The 2020 TransUnion Healthcare Annual Patient Survey found 80% of patients researched healthcare costs prior to receiving treatment.1 In addition to lower costs, they want greater convenience. In a recent PwC consumer survey, one-third of patients said they would have an MRI performed at a retail venue.2
Lab tests, for example, are an area of significant opportunity for greater patient convenience and satisfaction. Traditionally, a physician practice or other care site would send lab samples off-site for processing, leaving the patient to wait hours or days for results, or even send patients to an off-site reference lab for testing.
With point-of-care (POC) diagnostic analyzers, physician practices can secure rapid, accurate test results while the patient is still in the office. This allows for immediate diagnosis and commencement of appropriate treatment right then and there, which can support improved patient satisfaction with services and clinical outcomes.
“With financing, the provider can meet patient demands for speed and convenience while paying for POC equipment over time,” Lorenzini comments. “It presents a cost-effective way for practices to meet the growing demand among patients for immediate access to health status information.”
Examples of capital financing
When considering medical equipment financing, a customer would typically secure the financing in advance of product delivery, either on their own or with the help of the vendor. However, to accommodate a changing business landscape, lenders are presenting healthcare capital management options that can be implemented after a purchase has taken place.
“When securing a quote for the purchase of new medical or lab equipment, ask your manufacturer or vendor sales reps to provide both a price for outright purchase and another one that shows a price for ‘financing,’” Lorenzini advises.
Invoiced for equipment but wants to keep cash on hand
Take for instance a scenario where a healthcare practice ordered equipment as a cash sale and then after billing decided it was better to keep the cash in the business and wanted to convert the order to financing. Lorenzini describes how she recently helped a practice navigate this challenge.
“A surgeon came to me after he had spent $300k on instrument washers/sterilizers from a manufacturer for his newly built surgery center. I was able to remove that purchase from his project financing line of credit. A lender within my network financed the order that was already paid for by paying off the surgeon’s primary bank. This allowed the surgeon to close on a much larger $5M project financing with his own bank.”

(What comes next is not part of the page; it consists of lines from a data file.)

use crate::error::{ServiceError, StoreError};
use async_trait::async_trait;
use chrono::{DateTime, Utc};
use duels_protocol::{
    events::SubmissionRequest,
    model::{Problem, SessionStatus, Submission, UserId},
};
use std::{
    collections::HashMap,
    time::{Duration, Instant},
};
use tokio::sync::Mutex;
use uuid::Uuid;

pub type SessionId = Uuid;

#[derive(Debug, Clone, PartialEq, Eq)]
pub struct Session {
    pub id: SessionId,
    pub players: [UserId; 2],
    pub problem: Problem,
    pub rated: bool,
    pub submissions: Vec<Submission>,
    pub status: SessionStatus,
    pub winner: Option<UserId>,
    pub start_time: DateTime<Utc>,
    pub end_time: Option<DateTime<Utc>>,
    ended_at: Option<Instant>,
}

impl Session {
    pub fn has_player(&self, user_id: UserId) -> bool {
        self.players.contains(&user_id)
    }

    pub fn opponent_of(&self, user_id: UserId) -> Option<UserId> {
        match self.players {
            [a, b] if a == user_id => Some(b),
            [a, b] if b == user_id => Some(a),
            _ => None,
        }
    }

    pub fn is_live(&self) -> bool {
        !self.status.is_terminal()
    }

    pub fn submissions_for(&self, player_id: UserId) -> impl Iterator<Item = &Submission> {
        self.submissions
            .iter()
            .filter(move |submission| submission.player_id == player_id)
    }

    /// Whole seconds from start to end, or to now while still running.
    pub fn duration_secs(&self) -> i64 {
        let end = self.end_time.unwrap_or_else(Utc::now);
        (end - self.start_time).num_seconds().max(0)
    }

    fn finish(&mut self, status: SessionStatus, winner: Option<UserId>, now: Instant) {
        self.status = status;
        self.winner = winner;
        self.end_time = Some(Utc::now());
        self.ended_at = Some(now);
    }
}

#[derive(Debug, Clone, PartialEq, Eq)]
pub struct SubmissionOutcome {
    pub submission: Submission,
    pub session: Session,
}

impl SubmissionOutcome {
    pub fn completed(&self) -> bool {
        self.session.status == SessionStatus::Completed
    }
}

/// Authoritative duel state and submission ledgers.
#[async_trait]
pub trait Sessions: Send + Sync {
    /// Fails with `AlreadyInGame` if either player is bound to a live session.
    async fn start_session(
        &self,
        players: [UserId; 2],
        problem: Problem,
        rated: bool,
    ) -> Result<Session, ServiceError>;

    async fn get_session(&self, session_id: SessionId) -> Result<Option<Session>, StoreError>;

    /// The session the player was last bound to, live or within its grace period.
    async fn session_for_player(&self, user_id: UserId) -> Result<Option<Session>, StoreError>;

    /// Appends to the ledger; the first `Accepted` submission completes the session.
    async fn add_submission(
        &self,
        session_id: SessionId,
        player_id: UserId,
        request: SubmissionRequest,
    ) -> Result<SubmissionOutcome, ServiceError>;

    async fn cancel_session(&self, session_id: SessionId) -> Result<Session, ServiceError>;

    async fn prune_expired(&self) -> Result<usize, StoreError>;
}

#[derive(Debug, Default)]
struct SessionTables {
    by_id: HashMap<SessionId, Session>,
    by_player: HashMap<UserId, SessionId>,
}

impl SessionTables {
    fn live_session_of(&self, user_id: UserId) -> Option<&Session> {
        self.by_player
            .get(&user_id)
            .and_then(|session_id| self.by_id.get(session_id))
            .filter(|session| session.is_live())
    }
}

#[derive(Debug)]
pub struct SessionStore {
    grace: Duration,
    tables: Mutex<SessionTables>,
}

impl SessionStore {
    pub fn new(grace: Duration) -> Self {
        Self {
            grace,
            tables: Mutex::new(SessionTables::default()),
        }
    }

    pub async fn add_submission_at(
        &self,
        session_id: SessionId,
        player_id: UserId,
        request: SubmissionRequest,
        now: Instant,
    ) -> Result<SubmissionOutcome, ServiceError> {
        let mut tables = self.tables.lock().await;
        let session = tables
            .by_id
            .get_mut(&session_id)
            .ok_or(ServiceError::SessionNotFound)?;

        if !session.has_player(player_id) {
            return Err(ServiceError::NotParticipant);
        }
        if !session.is_live() {
            return Err(ServiceError::SessionCompleted);
        }

        let submission = Submission {
            id: session.submissions.len() as u64 + 1,
            player_id,
            passed_test_cases: request.passed_test_cases,
            total_test_cases: request.total_test_cases,
            status: request.status,
            runtime: request.runtime,
            memory: request.memory,
            language: request.language,
            time: request.time.unwrap_or_else(Utc::now),
        };
        session.submissions.push(submission.clone());

        if submission.status.is_accepted() {
            session.finish(SessionStatus::Completed, Some(player_id), now);
        }

        Ok(SubmissionOutcome {
            submission,
            session: session.clone(),
        })
    }

    pub async fn cancel_session_at(
        &self,
        session_id: SessionId,
        now: Instant,
    ) -> Result<Session, ServiceError> {
        let mut tables = self.tables.lock().await;
        let session = tables
            .by_id
            .get_mut(&session_id)
            .ok_or(ServiceError::SessionNotFound)?;

        if !session.is_live() {
            return Err(ServiceError::SessionCompleted);
        }

        session.finish(SessionStatus::Canceled, None, now);
        Ok(session.clone())
    }

    pub async fn prune_expired_at(&self, now: Instant) -> usize {
        let mut tables = self.tables.lock().await;
        let grace = self.grace;
        let before = tables.by_id.len();
        tables.by_id.retain(|_, session| match session.ended_at {
            Some(ended_at) => now.saturating_duration_since(ended_at) < grace,
            None => true,
        });

        let SessionTables { by_id, by_player } = &mut *tables;
        by_player.retain(|_, session_id| by_id.contains_key(session_id));

        before - by_id.len()
    }
}

#[async_trait]
impl Sessions for SessionStore {
    async fn start_session(
        &self,
        players: [UserId; 2],
        problem: Problem,
        rated: bool,
    ) -> Result<Session, ServiceError> {
        if players[0] == players[1] {
            return Err(ServiceError::InvalidRequest("a duel needs two distinct players"));
        }

        let mut tables = self.tables.lock().await;
        if players
            .iter()
            .any(|player| tables.live_session_of(*player).is_some())
        {
            return Err(ServiceError::AlreadyInGame);
        }

        let session = Session {
            id: Uuid::new_v4(),
            players,
            problem,
            rated,
            submissions: Vec::new(),
            status: SessionStatus::InProgress,
            winner: None,
            start_time: Utc::now(),
            end_time: None,
            ended_at: None,
        };

        for player in players {
            tables.by_player.insert(player, session.id);
        }
        tables.by_id.insert(session.id, session.clone());

        Ok(session)
    }

    async fn get_session(&self, session_id: SessionId) -> Result<Option<Session>, StoreError> {
        Ok(self.tables.lock().await.by_id.get(&session_id).cloned())
    }

    async fn session_for_player(&self, user_id: UserId) -> Result<Option<Session>, StoreError> {
        let tables = self.tables.lock().await;
        Ok(tables
            .by_player
            .get(&user_id)
            .and_then(|session_id| tables.by_id.get(session_id))
            .cloned())
    }

    async fn add_submission(
        &self,
        session_id: SessionId,
        player_id: UserId,
        request: SubmissionRequest,
    ) -> Result<SubmissionOutcome, ServiceError> {
        self.add_submission_at(session_id, player_id, request, Instant::now())
            .await
    }

    async fn cancel_session(&self, session_id: SessionId) -> Result<Session, ServiceError> {
        self.cancel_session_at(session_id, Instant::now()).await
    }

    async fn prune_expired(&self) -> Result<usize, StoreError> {
        Ok(self.prune_expired_at(Instant::now()).await)
    }
}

Paid cash for equipment but now requires liquid assets
Another common scenario is when a practice has contracted with a manufacturer or vendor to purchase equipment through a cash sale but hasn’t yet ordered or received the equipment. In this case, Lorenzini says she can arrange a lease where the bank is invoiced instead of the customer by arranging a finance agreement between the practice and the bank.
“In this scenario, the customer typically does either a fair market value lease (no ownership transfer at the end) or a $1 buyout lease,” Lorenzini explains. “The customer works with their equipment salesperson to configure the order and then gets lease approval before the order is placed. Once the order ships, the lender is billed, the customer accepts the start of the lease and payments begin.”
Needs some time before making first payment
An additional situation that Lorenzini commonly sees is a practice that’s purchased equipment to launch a new site or expand an existing one but anticipates that it will take some time before becoming entirely operational. In this case, she can facilitate a deferred payment arrangement, one of the benefits of long-term financing.
“A lab set up, for example, can take some time to become fully functional,” says Lorenzini. “Therefore, a 60-to 90-day deferred payment start can provide some relief before revenue is being realized.”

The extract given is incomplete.